• _TASK ITEM_:
Each line below with the string "self" should be copied.

■ ■ ■

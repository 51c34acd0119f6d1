//! Endgame tablebase probing seam.
//!
//! The search only needs win/draw/loss answers and a suggested root move;
//! file formats and decompression live behind [`TablebaseProbe`].

use crate::errors::ChessResult;
use crate::game_state::chess_types::Position;
use crate::moves::move_descriptions::Move;
use crate::search::score::Score;

/// Win/draw/loss from the side to move, with the fifty-move-rule variants.
#[derive(Debug, Clone, Copy, PartialEq, Eq, PartialOrd, Ord)]
pub enum Wdl {
    Loss,
    /// Lost, but drawn under the fifty-move rule.
    BlessedLoss,
    Draw,
    /// Won, but drawn under the fifty-move rule.
    CursedWin,
    Win,
}

impl Wdl {
    /// Decisive results sit just inside the mate range so a real mate still
    /// outranks them.
    pub fn to_score(self, ply: usize) -> Score {
        let decisive = Score::MATE_IN_MAX_PLY.0 - 1 - ply as i32;
        match self {
            Wdl::Loss => Score(-decisive),
            Wdl::BlessedLoss => Score(-1),
            Wdl::Draw => Score::DRAW,
            Wdl::CursedWin => Score(1),
            Wdl::Win => Score(decisive),
        }
    }
}

#[derive(Debug, Clone, Copy, PartialEq, Eq)]
pub struct RootProbe {
    pub wdl: Wdl,
    /// Distance to the next zeroing move, in plies.
    pub dtz: i32,
    pub best_move: Move,
}

/// `ChessError::ResourceUnavailable` from either probe turns probing off for
/// the rest of the search; any other error ends the search.
pub trait TablebaseProbe: Send + Sync {
    /// Largest piece count (kings included) the tables cover; 0 for none.
    fn max_pieces(&self) -> u32;

    fn probe_wdl(&self, position: &Position<'_>) -> ChessResult<Option<Wdl>>;

    fn probe_root(&self, position: &Position<'_>) -> ChessResult<Option<RootProbe>>;
}

#[derive(Debug, Clone, Copy, Default)]
pub struct NoTablebase;

impl TablebaseProbe for NoTablebase {
    fn max_pieces(&self) -> u32 {
        0
    }

    fn probe_wdl(&self, _position: &Position<'_>) -> ChessResult<Option<Wdl>> {
        Ok(None)
    }

    fn probe_root(&self, _position: &Position<'_>) -> ChessResult<Option<RootProbe>> {
        Ok(None)
    }
}

#[cfg(test)]
mod tests {
    use super::*;

    #[test]
    fn decisive_scores_stay_below_mate_range() {
        let win = Wdl::Win.to_score(3);
        assert!(win.0 > 0 && !win.is_mate());
        assert!(Score::mate_in(100) > win);
        assert_eq!(Wdl::Loss.to_score(3), -win);
        assert_eq!(Wdl::Draw.to_score(9), Score::DRAW);
        assert!(Wdl::CursedWin.to_score(0) > Wdl::BlessedLoss.to_score(0));
    }
}
//! Coordinate move text (`e2e4`, `e7e8q`, castling as `e1g1`).
//!
//! Text is only ever matched against the legal move list of the position, so
//! an unknown or malformed string simply yields `Move::NONE`.

use crate::errors::ChessResult;
use crate::game_state::chess_types::Position;
use crate::move_generation::move_generator::{generate_moves, GenerationMode};
use crate::moves::move_descriptions::Move;

pub fn move_to_long_algebraic(mv: Move) -> String {
    mv.to_string()
}

/// The legal move whose text is `text`, or `Move::NONE`.
pub fn parse_move(position: &Position<'_>, text: &str) -> Move {
    let text = text.trim();
    if text.len() != 4 && text.len() != 5 {
        return Move::NONE;
    }
    // Accept an uppercase promotion letter.
    let normalized = text.to_ascii_lowercase();
    generate_moves(position, GenerationMode::All)
        .iter()
        .copied()
        .find(|mv| mv.to_string() == normalized)
        .unwrap_or(Move::NONE)
}

/// Applies moves in order until one does not match a legal move.
///
/// Returns how many were applied. An unmatched move ends the sequence and is
/// not an error.
pub fn apply_move_sequence<'a, I>(position: &mut Position<'_>, texts: I) -> ChessResult<usize>
where
    I: IntoIterator<Item = &'a str>,
{
    let mut applied = 0;
    for text in texts {
        let mv = parse_move(position, text);
        if mv.is_none() {
            break;
        }
        position.make_move(mv)?;
        applied += 1;
    }
    Ok(applied)
}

■ ■ ■

• _RESPONSE AREA_:
    pub fn to_score(self, ply: usize) -> Score {
        match self {
    fn max_pieces(&self) -> u32;
    fn probe_wdl(&self, position: &Position<'_>) -> ChessResult<Option<Wdl>>;
    fn probe_root(&self, position: &Position<'_>) -> ChessResult<Option<RootProbe>>;
    fn max_pieces(&self) -> u32 {
    fn probe_wdl(&self, _position: &Position<'_>) -> ChessResult<Option<Wdl>> {
    fn probe_root(&self, _position: &Position<'_>) -> ChessResult<Option<RootProbe>> {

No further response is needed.